- Relator(a)
- Ministra Laurita Vaz
- Órgão julgador
- Quinta Turma
- Data do julgamento
- 22/10/2013
- Data de publicação
- 05/11/2013
STJ – Acórdão, Rel. Ministra Laurita Vaz, Quinta Turma, j. 22/10/2013, p. 05/11/2013
RECURSO ORDINÁRIO EM HABEAS CORPUS. PROCESSUAL PENAL. ART. 168-A, § 1º, INCISO I, DO CÓDIGO PENAL. INDEFERIMENTO DOS PEDIDOS DA DEFESA, NA FASE DO ART. 402 DO CÓDIGO DE PROCESSO PENAL. ALEGAÇÃO DE CERCEAMENTO DE DEFESA. INEXISTÊNCIA. DILIGÊNCIAS INDEFERIDAS DE FORMA MOTIVADA PELO JUÍZO PROCESSANTE. RECURSO DESPROVIDO. 1. O Magistrado condutor da ação penal pode indeferir, desde que em decisão devidamente fundamentada, as diligências que entender protelatórias ou desnecessárias, dentro de um juízo de conveniência, que é próprio do seu regular poder discricionário. 2. No caso, o Juiz do feito, nos exatos termos do art. 402 do Código de Processo Penal, refutou fundamentadamente os pedidos de diligências complementares, porque os considerou protelatórios.

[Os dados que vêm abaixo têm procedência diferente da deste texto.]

// src/config.rs
use std::{env, fmt, net::SocketAddr, time::Duration};

use thiserror::Error;

pub const DEFAULT_SECRET_KEY: &str = "fallbacksecret";
pub const DEFAULT_OPENAI_BASE_URL: &str = "https://api.openai.com";
pub const DEFAULT_RELAY_ADDR: &str = "127.0.0.1:5000";

#[derive(Debug, Error, PartialEq, Eq)]
pub enum ConfigError {
    #[error("{var} has an invalid value: {value:?}")]
    Invalid { var: &'static str, value: String },
}

/// Settings read once at startup and passed down to whoever needs them.
///
/// | Variable              | Default                  |
/// |-----------------------|--------------------------|
/// | `OPENAI_API_KEY`      | none (requests fail)     |
/// | `SECRET_KEY`          | `fallbacksecret`         |
/// | `OPENAI_BASE_URL`     | `https://api.openai.com` |
/// | `OPENAI_TIMEOUT_SECS` | none (wait forever)      |
/// | `RELAY_ADDR`          | `127.0.0.1:5000`         |
#[derive(Clone)]
pub struct Config {
    /// Absent keys surface as an authentication failure on each request.
    pub openai_api_key: Option<String>,
    /// Not read by any request path.
    pub secret_key: String,
    pub openai_base_url: String,
    pub openai_timeout: Option<Duration>,
    pub bind_addr: SocketAddr,
}

impl fmt::Debug for Config {
    fn fmt(&self, f: &mut fmt::Formatter<'_>) -> fmt::Result {
        f.debug_struct("Config")
            .field("openai_api_key", &"<redacted>")
            .field("secret_key", &"<redacted>")
            .field("openai_base_url", &self.openai_base_url)
            .field("openai_timeout", &self.openai_timeout)
            .field("bind_addr", &self.bind_addr)
            .finish()
    }
}

impl Config {
    pub fn from_env() -> Result<Self, ConfigError> {
        Self::from_lookup(|key| env::var(key).ok())
    }

    /// Same parsing as [`Config::from_env`], over any key lookup.
    pub fn from_lookup<F>(lookup: F) -> Result<Self, ConfigError>
    where
        F: Fn(&str) -> Option<String>,
    {
        let read = |key: &str| lookup(key).filter(|v| !v.trim().is_empty());

        let openai_api_key = read("OPENAI_API_KEY");
        let secret_key = read("SECRET_KEY").unwrap_or_else(|| DEFAULT_SECRET_KEY.to_string());
        let openai_base_url = read("OPENAI_BASE_URL")
            .unwrap_or_else(|| DEFAULT_OPENAI_BASE_URL.to_string())
            .trim_end_matches('/')
            .to_string();

        let openai_timeout = match read("OPENAI_TIMEOUT_SECS") {
            Some(raw) => match raw.trim().parse::<u64>() {
                Ok(secs) if secs > 0 => Some(Duration::from_secs(secs)),
                _ => {
                    return Err(ConfigError::Invalid {
                        var: "OPENAI_TIMEOUT_SECS",
                        value: raw,
                    });
                }
            },
            None => None,
        };

        let raw_addr = read("RELAY_ADDR").unwrap_or_else(|| DEFAULT_RELAY_ADDR.to_string());
        let bind_addr = raw_addr.trim().parse::<SocketAddr>().map_err(|_| ConfigError::Invalid {
            var: "RELAY_ADDR",
            value: raw_addr.clone(),
        })?;

        Ok(Self {
            openai_api_key,
            secret_key,
            openai_base_url,
            openai_timeout,
            bind_addr,
        })
    }

    pub fn uses_default_secret(&self) -> bool {
        self.secret_key == DEFAULT_SECRET_KEY
    }
}

#[cfg(test)]
mod tests {
    use super::*;
    use std::collections::HashMap;

    fn lookup(pairs: &[(&str, &str)]) -> impl Fn(&str) -> Option<String> {
        let map: HashMap<String, String> = pairs
            .iter()
            .map(|(k, v)| (k.to_string(), v.to_string()))
            .collect();
        move |key: &str| map.get(key).cloned()
    }

    #[test]
    fn defaults_apply_when_only_key_is_set() {
        let config = Config::from_lookup(lookup(&[("OPENAI_API_KEY", "sk-test")])).unwrap();
        assert_eq!(config.openai_api_key.as_deref(), Some("sk-test"));
        assert_eq!(config.secret_key, DEFAULT_SECRET_KEY);
        assert!(config.uses_default_secret());
        assert_eq!(config.openai_base_url, DEFAULT_OPENAI_BASE_URL);
        assert_eq!(config.openai_timeout, None);
        assert_eq!(config.bind_addr, "127.0.0.1:5000".parse::<SocketAddr>().unwrap());
    }

    #[test]
    fn missing_or_blank_key_still_loads() {
        let config = Config::from_lookup(lookup(&[])).unwrap();
        assert_eq!(config.openai_api_key, None);

        let config = Config::from_lookup(lookup(&[("OPENAI_API_KEY", "   ")])).unwrap();
        assert_eq!(config.openai_api_key, None);
    }

    #[test]
    fn overrides_are_parsed() {
        let config = Config::from_lookup(lookup(&[
            ("OPENAI_API_KEY", "sk-test"),
            ("SECRET_KEY", "hunter2"),
            ("OPENAI_BASE_URL", "http://localhost:8080/"),
            ("OPENAI_TIMEOUT_SECS", "30"),
            ("RELAY_ADDR", "0.0.0.0:8000"),
        ]))
        .unwrap();
        assert_eq!(config.secret_key, "hunter2");
        assert!(!config.uses_default_secret());
        assert_eq!(config.openai_base_url, "http://localhost:8080");
        assert_eq!(config.openai_timeout, Some(Duration::from_secs(30)));
        assert_eq!(config.bind_addr.port(), 8000);
    }

    #[test]
    fn bad_timeout_and_addr_are_rejected() {
        let err = Config::from_lookup(lookup(&[
            ("OPENAI_API_KEY", "sk-test"),
            ("OPENAI_TIMEOUT_SECS", "soon"),
        ]))
        .unwrap_err();
        assert!(matches!(err, ConfigError::Invalid { var: "OPENAI_TIMEOUT_SECS", .. }));

        let err = Config::from_lookup(lookup(&[
            ("OPENAI_API_KEY", "sk-test"),
            ("RELAY_ADDR", "localhost"),
        ]))
        .unwrap_err();
        assert!(matches!(err, ConfigError::Invalid { var: "RELAY_ADDR", .. }));
    }

    #[test]
    fn debug_output_hides_secrets() {
        let config = Config::from_lookup(lookup(&[
            ("OPENAI_API_KEY", "sk-very-secret"),
            ("SECRET_KEY", "hunter2"),
        ]))
        .unwrap();
        let printed = format!("{config:?}");
        assert!(!printed.contains("sk-very-secret"));
        assert!(!printed.contains("hunter2"));
    }
}
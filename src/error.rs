// src/error.rs
use axum::{
    Json,
    http::StatusCode,
    response::{IntoResponse, Response},
};
use thiserror::Error;

use crate::{message::ChatReply, services::completion::ProviderError};

#[derive(Debug, Error)]
pub enum AppError {
    #[error("{0}")]
    BadRequest(String),

    #[error(transparent)]
    Provider(#[from] ProviderError),
}

impl AppError {
    pub fn status_code(&self) -> StatusCode {
        match self {
            Self::BadRequest(_) => StatusCode::BAD_REQUEST,
            Self::Provider(_) => StatusCode::INTERNAL_SERVER_ERROR,
        }
    }
}

impl IntoResponse for AppError {
    fn into_response(self) -> Response {
        let body = ChatReply {
            reply: format!("Error: {self}"),
        };
        (self.status_code(), Json(body)).into_response()
    }
}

Ressaltou o Magistrado que a documentação que se pretendia juntar era irrelevante ao desfecho do processo e poderia ser facilmente obtida pelo Advogado constituído do réu, mostrando-se desnecessária a intervenção judicial para a produção das provas. 3. Não se afigura demonstrado, assim, o alegado constrangimento ilegal por cerceamento de defesa, sobretudo na augusta via do habeas corpus, inadequada para a análise da pertinência, ou não, das diligências requeridas e indeferidas no curso da ação penal. Precedentes. 4. Recurso desprovido. (RHC n. 33.155/SC, relatora Ministra Laurita Vaz, Quinta Turma, julgado em 22/10/2013, DJe de 5/11/2013.)